INSTRUCTIONS FOR THE TASK: Only the lines holding "derive" are wanted here; copy each from the listing.

DATA SUPPLIED:
========================
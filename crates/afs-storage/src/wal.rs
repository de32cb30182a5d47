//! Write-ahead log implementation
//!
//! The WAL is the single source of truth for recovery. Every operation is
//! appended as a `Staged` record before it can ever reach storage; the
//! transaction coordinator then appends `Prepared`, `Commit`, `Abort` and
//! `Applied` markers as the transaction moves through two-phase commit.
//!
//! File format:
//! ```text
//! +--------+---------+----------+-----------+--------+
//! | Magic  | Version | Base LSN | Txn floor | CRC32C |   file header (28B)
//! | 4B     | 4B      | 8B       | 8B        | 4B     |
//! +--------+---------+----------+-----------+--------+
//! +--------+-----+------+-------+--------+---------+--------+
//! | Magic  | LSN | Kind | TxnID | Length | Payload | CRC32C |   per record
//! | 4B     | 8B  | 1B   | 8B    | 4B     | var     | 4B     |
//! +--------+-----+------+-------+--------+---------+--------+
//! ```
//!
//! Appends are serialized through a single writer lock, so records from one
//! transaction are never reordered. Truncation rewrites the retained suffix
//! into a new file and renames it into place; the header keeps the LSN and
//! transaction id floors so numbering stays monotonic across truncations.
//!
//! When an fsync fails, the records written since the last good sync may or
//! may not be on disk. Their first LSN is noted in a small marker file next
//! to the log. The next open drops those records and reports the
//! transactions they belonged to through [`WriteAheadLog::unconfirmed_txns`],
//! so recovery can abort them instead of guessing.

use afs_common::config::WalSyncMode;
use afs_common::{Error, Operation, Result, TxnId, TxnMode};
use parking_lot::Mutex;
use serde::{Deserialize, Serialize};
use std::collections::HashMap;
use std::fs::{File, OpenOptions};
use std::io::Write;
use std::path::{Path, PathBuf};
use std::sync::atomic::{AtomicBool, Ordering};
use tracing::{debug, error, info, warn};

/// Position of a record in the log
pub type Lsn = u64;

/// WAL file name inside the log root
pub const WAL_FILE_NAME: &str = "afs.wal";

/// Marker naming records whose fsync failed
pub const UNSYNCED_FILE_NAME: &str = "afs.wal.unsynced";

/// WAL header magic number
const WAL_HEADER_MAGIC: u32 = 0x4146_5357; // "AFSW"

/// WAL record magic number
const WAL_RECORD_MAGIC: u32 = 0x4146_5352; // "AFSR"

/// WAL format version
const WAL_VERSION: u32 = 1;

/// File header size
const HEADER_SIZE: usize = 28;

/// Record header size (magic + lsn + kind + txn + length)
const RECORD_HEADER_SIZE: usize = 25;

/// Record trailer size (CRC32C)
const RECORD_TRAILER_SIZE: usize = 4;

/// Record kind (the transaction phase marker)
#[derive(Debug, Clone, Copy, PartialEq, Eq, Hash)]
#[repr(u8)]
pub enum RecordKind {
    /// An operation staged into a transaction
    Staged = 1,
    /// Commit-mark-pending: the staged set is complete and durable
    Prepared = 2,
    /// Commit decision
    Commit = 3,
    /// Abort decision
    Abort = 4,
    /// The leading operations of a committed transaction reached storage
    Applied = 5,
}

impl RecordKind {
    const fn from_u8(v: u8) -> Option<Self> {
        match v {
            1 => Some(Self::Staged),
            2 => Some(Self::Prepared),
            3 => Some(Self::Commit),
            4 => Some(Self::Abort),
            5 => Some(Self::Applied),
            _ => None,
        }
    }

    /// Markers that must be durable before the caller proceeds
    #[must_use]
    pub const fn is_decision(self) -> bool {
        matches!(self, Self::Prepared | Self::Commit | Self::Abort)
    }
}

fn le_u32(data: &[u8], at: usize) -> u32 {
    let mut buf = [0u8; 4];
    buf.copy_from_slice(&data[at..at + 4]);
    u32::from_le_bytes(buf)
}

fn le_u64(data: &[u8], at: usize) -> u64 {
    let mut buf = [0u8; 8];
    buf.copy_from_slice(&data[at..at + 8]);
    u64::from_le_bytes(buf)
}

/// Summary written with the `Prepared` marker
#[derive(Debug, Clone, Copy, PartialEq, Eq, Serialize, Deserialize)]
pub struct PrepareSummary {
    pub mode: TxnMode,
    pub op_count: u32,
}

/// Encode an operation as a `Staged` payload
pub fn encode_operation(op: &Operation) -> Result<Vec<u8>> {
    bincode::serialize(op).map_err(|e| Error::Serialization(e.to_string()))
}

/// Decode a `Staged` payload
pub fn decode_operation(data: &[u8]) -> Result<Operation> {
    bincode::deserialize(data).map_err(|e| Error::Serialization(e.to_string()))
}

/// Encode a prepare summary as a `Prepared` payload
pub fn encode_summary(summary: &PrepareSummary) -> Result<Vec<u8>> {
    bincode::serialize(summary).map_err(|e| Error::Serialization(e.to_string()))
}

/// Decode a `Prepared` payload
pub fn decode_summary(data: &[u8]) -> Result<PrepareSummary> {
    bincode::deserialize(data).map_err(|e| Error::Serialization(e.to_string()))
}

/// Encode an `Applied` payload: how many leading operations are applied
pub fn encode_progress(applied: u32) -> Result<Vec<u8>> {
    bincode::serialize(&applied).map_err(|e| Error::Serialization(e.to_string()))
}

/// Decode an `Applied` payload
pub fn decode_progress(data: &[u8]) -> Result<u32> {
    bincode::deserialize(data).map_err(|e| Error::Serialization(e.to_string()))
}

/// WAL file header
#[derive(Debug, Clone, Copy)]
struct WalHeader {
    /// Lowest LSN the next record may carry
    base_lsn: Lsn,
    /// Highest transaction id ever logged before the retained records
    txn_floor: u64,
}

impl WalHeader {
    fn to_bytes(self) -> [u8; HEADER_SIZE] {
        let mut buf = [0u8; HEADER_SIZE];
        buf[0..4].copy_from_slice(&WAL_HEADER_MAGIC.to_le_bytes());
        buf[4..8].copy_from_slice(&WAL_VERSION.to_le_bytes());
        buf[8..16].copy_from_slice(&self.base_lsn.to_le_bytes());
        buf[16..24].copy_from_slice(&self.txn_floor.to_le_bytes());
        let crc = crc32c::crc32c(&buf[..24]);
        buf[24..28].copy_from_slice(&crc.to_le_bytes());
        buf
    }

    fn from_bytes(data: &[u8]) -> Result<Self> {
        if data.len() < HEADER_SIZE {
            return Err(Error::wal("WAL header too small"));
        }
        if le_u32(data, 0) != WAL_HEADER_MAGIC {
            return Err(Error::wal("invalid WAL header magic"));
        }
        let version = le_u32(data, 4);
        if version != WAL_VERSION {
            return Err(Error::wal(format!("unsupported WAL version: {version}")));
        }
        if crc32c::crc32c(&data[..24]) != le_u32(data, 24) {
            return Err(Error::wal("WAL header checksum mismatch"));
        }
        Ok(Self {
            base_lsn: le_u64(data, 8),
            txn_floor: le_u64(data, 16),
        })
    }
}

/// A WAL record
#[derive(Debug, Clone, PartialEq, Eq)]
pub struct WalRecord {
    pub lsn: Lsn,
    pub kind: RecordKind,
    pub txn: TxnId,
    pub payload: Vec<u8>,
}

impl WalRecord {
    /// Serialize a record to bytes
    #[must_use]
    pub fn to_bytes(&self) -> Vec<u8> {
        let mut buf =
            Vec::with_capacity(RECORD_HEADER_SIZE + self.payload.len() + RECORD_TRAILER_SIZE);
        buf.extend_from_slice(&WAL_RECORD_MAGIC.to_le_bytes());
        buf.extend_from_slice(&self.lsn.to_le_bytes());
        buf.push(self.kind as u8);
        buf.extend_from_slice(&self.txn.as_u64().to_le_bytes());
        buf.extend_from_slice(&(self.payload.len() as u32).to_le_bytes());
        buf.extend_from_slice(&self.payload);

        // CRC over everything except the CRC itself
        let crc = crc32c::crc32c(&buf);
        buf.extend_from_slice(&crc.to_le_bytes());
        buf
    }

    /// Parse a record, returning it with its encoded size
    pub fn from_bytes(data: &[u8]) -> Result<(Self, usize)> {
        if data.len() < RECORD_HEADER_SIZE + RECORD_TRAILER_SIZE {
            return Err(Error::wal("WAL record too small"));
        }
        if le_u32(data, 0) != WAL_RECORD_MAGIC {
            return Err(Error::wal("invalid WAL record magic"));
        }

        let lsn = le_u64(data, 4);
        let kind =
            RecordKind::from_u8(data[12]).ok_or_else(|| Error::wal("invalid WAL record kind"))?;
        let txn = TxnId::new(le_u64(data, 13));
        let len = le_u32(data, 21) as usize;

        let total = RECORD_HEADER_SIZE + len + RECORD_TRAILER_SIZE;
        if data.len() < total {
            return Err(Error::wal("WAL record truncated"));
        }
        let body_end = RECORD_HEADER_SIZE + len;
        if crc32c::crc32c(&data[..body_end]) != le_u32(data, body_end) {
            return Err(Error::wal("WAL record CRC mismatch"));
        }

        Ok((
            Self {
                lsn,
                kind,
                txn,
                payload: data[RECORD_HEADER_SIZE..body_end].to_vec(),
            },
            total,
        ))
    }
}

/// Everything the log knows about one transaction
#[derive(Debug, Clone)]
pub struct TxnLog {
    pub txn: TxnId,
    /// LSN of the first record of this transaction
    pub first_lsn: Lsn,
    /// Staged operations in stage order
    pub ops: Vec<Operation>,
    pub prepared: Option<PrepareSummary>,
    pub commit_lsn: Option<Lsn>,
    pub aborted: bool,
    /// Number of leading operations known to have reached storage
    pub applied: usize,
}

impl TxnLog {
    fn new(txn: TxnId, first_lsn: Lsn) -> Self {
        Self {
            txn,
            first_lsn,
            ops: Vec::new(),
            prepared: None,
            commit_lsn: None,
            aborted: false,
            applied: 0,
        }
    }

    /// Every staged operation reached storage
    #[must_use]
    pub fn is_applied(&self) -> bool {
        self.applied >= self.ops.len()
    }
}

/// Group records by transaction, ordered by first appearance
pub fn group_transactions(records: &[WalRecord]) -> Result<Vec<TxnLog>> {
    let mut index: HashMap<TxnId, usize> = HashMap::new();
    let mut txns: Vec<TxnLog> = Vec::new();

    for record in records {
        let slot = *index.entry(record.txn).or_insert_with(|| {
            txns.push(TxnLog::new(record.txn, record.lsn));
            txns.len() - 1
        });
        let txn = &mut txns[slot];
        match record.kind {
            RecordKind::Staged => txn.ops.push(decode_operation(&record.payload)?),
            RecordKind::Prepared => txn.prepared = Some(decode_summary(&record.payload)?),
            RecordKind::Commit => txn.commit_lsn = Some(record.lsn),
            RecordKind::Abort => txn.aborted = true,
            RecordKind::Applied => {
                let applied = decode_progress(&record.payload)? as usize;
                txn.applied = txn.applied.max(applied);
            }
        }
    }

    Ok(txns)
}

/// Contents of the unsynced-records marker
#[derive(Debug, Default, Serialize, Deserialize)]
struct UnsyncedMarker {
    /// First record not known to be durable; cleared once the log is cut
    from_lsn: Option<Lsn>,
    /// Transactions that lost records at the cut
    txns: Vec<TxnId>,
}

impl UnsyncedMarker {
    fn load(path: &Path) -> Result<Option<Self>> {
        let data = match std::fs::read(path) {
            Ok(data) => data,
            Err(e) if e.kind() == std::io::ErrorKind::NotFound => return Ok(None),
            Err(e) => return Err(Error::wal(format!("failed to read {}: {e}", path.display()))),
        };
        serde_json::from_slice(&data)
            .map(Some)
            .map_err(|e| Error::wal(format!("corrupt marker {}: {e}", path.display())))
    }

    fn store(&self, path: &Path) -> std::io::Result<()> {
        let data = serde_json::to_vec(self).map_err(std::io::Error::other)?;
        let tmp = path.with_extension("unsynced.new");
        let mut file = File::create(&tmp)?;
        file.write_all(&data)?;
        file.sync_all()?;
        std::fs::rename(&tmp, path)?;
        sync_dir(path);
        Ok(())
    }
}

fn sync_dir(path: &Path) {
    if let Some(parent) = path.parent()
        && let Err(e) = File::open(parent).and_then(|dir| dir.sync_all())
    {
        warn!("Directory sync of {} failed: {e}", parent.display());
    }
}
========================
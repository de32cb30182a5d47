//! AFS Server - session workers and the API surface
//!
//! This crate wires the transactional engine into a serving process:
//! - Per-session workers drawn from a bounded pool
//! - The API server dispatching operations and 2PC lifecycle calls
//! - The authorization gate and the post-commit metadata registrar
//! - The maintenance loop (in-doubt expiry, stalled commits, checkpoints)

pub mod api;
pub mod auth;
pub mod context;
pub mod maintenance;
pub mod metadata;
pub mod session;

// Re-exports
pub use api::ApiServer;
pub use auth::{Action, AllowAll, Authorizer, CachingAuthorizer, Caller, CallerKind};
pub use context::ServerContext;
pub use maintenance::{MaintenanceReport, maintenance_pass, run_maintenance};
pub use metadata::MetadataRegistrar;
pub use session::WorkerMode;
========================
SOLUTION TO THIS EXERCISE:
#[derive(Debug, Clone, Copy, PartialEq, Eq, Hash)]
#[derive(Debug, Clone, Copy, PartialEq, Eq, Serialize, Deserialize)]
#[derive(Debug, Clone, Copy)]
#[derive(Debug, Clone, PartialEq, Eq)]
#[derive(Debug, Clone)]
#[derive(Debug, Default, Serialize, Deserialize)]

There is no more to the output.